Dans le cas de Costa-Gavras, c’était assez inespéré. Adults in the Room est son premier film depuis sept ans et cela fait bien deux décennies que Costa sucre les fraises. Pour son flamboyant come-back, le cinéaste de Z ou L’Aveu revient en Grèce, après 60 années d’exil suite à la dictature des colonels et adapte le livre de Yánis Varoufákis, ancien ministre des Finances du gouvernement Tsiprás.
La Grèce ayant annoncé sa faillite en 2010, l’Europe accorde un premier prêt au pays. La Grèce plonge dans l’austérité et un second prêt en 2012 alourdit encore la dette. La situation sociale et humanitaire est catastrophique et en 2015, Syriza, le parti de gauche radical d’Alexis Tsiprás, gagne les élections. Le Premier ministre charge alors Varoufákis de renégocier le remboursement de la dette avec l’Europe. C’est à ce moment que débute le film de Costa-Gavras.
Mettre la Grèce à terre
Pendant deux heures, dans des dédales de couloirs, de sombres salles de réunion, Varoufákis affronte ministres, conseillers, banquiers, la Commission européenne, le Parlement européen, le Conseil européen, l’Eurogroupe, la Banque centrale européenne, le Fonds monétaire international. Leur but, mettre la Grèce à terre, faire payer Syriza qui cherche à éviter l’austérité et à protéger son peuple. D’escarmouches et combats sanglants, Varoufákis affronte l’inflexible ministre allemand, Wolfgang Schäuble, le Néerlandais Jeroen Dijsselbloem, croise le très lâche Michel Sapin ou Emmanuel Macron. Christine Lagarde, à la tête du FMI, semble bénéficier de l’indulgence de Costa-Gavras.

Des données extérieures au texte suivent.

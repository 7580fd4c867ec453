//! Turn entity - one message in a conversation

use chrono::{DateTime, Utc};
use serde::{Deserialize, Serialize};
use uuid::Uuid;

/// Role of the turn's author
#[derive(Debug, Clone, Copy, PartialEq, Eq, Serialize, Deserialize)]
#[serde(rename_all = "lowercase")]
pub enum TurnRole {
    /// Turn supplied by the user (typed or transcribed)
    User,
    /// Turn produced by the assistant
    Assistant,
}

/// A single turn in a transcript
///
/// Turns are immutable once appended. An assistant turn is only constructed
/// after generation and sanitization have completed; it carries audio only
/// when synthesis succeeded.
#[derive(Debug, Clone, PartialEq, Serialize, Deserialize)]
pub struct Turn {
    /// Unique turn identifier
    pub id: Uuid,
    /// Role of the author
    pub role: TurnRole,
    /// Turn content
    pub content: String,
    /// Synthesized speech for this turn, if any (base64 in JSON)
    #[serde(default, skip_serializing_if = "Option::is_none", with = "audio_base64")]
    pub audio: Option<Vec<u8>>,
    /// When the turn was appended
    pub created_at: DateTime<Utc>,
    /// Optional metadata (model used, latency)
    #[serde(default, skip_serializing_if = "Option::is_none")]
    pub metadata: Option<TurnMetadata>,
}

/// Optional metadata about an assistant turn
#[derive(Debug, Clone, PartialEq, Serialize, Deserialize)]
pub struct TurnMetadata {
    /// Model that generated this response
    #[serde(skip_serializing_if = "Option::is_none")]
    pub model: Option<String>,
    /// Generation latency in milliseconds
    #[serde(skip_serializing_if = "Option::is_none")]
    pub latency_ms: Option<u64>,
}

impl Turn {
    /// Create a new user turn
    pub fn user(content: impl Into<String>) -> Self {
        Self {
            id: Uuid::new_v4(),
            role: TurnRole::User,
            content: content.into(),
            audio: None,
            created_at: Utc::now(),
            metadata: None,
        }
    }

    /// Create a new assistant turn
    pub fn assistant(content: impl Into<String>) -> Self {
        Self {
            id: Uuid::new_v4(),
            role: TurnRole::Assistant,
            content: content.into(),
            audio: None,
            created_at: Utc::now(),
            metadata: None,
        }
    }

    /// Attach synthesized audio to the turn
    pub fn with_audio(mut self, audio: Vec<u8>) -> Self {
        self.audio = Some(audio);
        self
    }

    /// Add metadata to the turn
    pub fn with_metadata(mut self, metadata: TurnMetadata) -> Self {
        self.metadata = Some(metadata);
        self
    }

    /// Whether the turn carries playable audio
    pub const fn has_audio(&self) -> bool {
        self.audio.is_some()
    }
}

/// Serde helper: audio bytes as base64 strings in JSON
mod audio_base64 {
    use base64::Engine as _;
    use base64::engine::general_purpose::STANDARD;
    use serde::{Deserialize, Deserializer, Serializer};

    pub fn serialize<S: Serializer>(
        audio: &Option<Vec<u8>>,
        serializer: S,
    ) -> Result<S::Ok, S::Error> {
        match audio {
            Some(bytes) => serializer.serialize_str(&STANDARD.encode(bytes)),
            None => serializer.serialize_none(),
        }
    }

    pub fn deserialize<'de, D: Deserializer<'de>>(
        deserializer: D,
    ) -> Result<Option<Vec<u8>>, D::Error> {
        let encoded: Option<String> = Option::deserialize(deserializer)?;
        encoded
            .map(|s| STANDARD.decode(s).map_err(serde::de::Error::custom))
            .transpose()
    }
}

D’ailleurs, c’est elle qui prononce la phrase qui donne son titre au film. Seul contre tous, le novice Varoufákis se heurte à l’empire néo-libéral qui veut expulser la Grèce de l’Europe, à la loi du profit pour un pamphlet comico-absurde où des mecs en costard ont droit de vie ou de mort sur des millions de citoyens.
Un thriller kafkaïen
Didactique, parfois un poil obscur, Adults in the Room mérite définitivement que le spectateur s’accroche, entre le déferlement de chiffres et d’infos contradictoires. Très intelligemment, Costa-Gavras adopte la forme du thriller et chaque réunion se transforme en un combat sans merci dans un huis-clos qui ressemble au labyrinthe du minotaure.
C’est une danse de mort drôle, violente, insoutenable, en un mot, kafkaïenne. Le film n’est pas exempt de défauts (trop long, la ridicule séquence dansée qui représente la réédition de Tsiprás), mais Costa bastonne tous azimuts et sa rage fait chaud au cœur.
C’est cela l’Europe qui nous avons voulue, construite au fil des années : un consortium de technos accros à leurs PowerPoint, des banquiers avides prêts à jeter une génération aux enfers, l’Europe du fric aux mains de personnalités douteuses comme Jean-Claude Juncker ? En mettant tous les rouages à nu, Costa-Gavras nous passionne pour son sujet et parvient même à nous faire rêver : et si une autre Europe était possible ?
Sortie : 6 novembre 2019 – Durée : 2h04 – Réal. : Costa Gavras – Avec : Christos Loulis, Alexandros Bourdoumis, Ulrich Tukur… – Genre : drame – Nationalité : française – grecque
La Grèce ayant annoncé sa faillite en 2010, l’Europe accorde un premier prêt au pays. La Grèce plonge dans l’austérité et un second prêt en 2012 alourdit encore la dette. La situation sociale et humanitaire est catastrophique et en 2015, Syriza, le parti de gauche radical d’Alexis Tsiprás, gagne les élections. Le Premier ministre charge […]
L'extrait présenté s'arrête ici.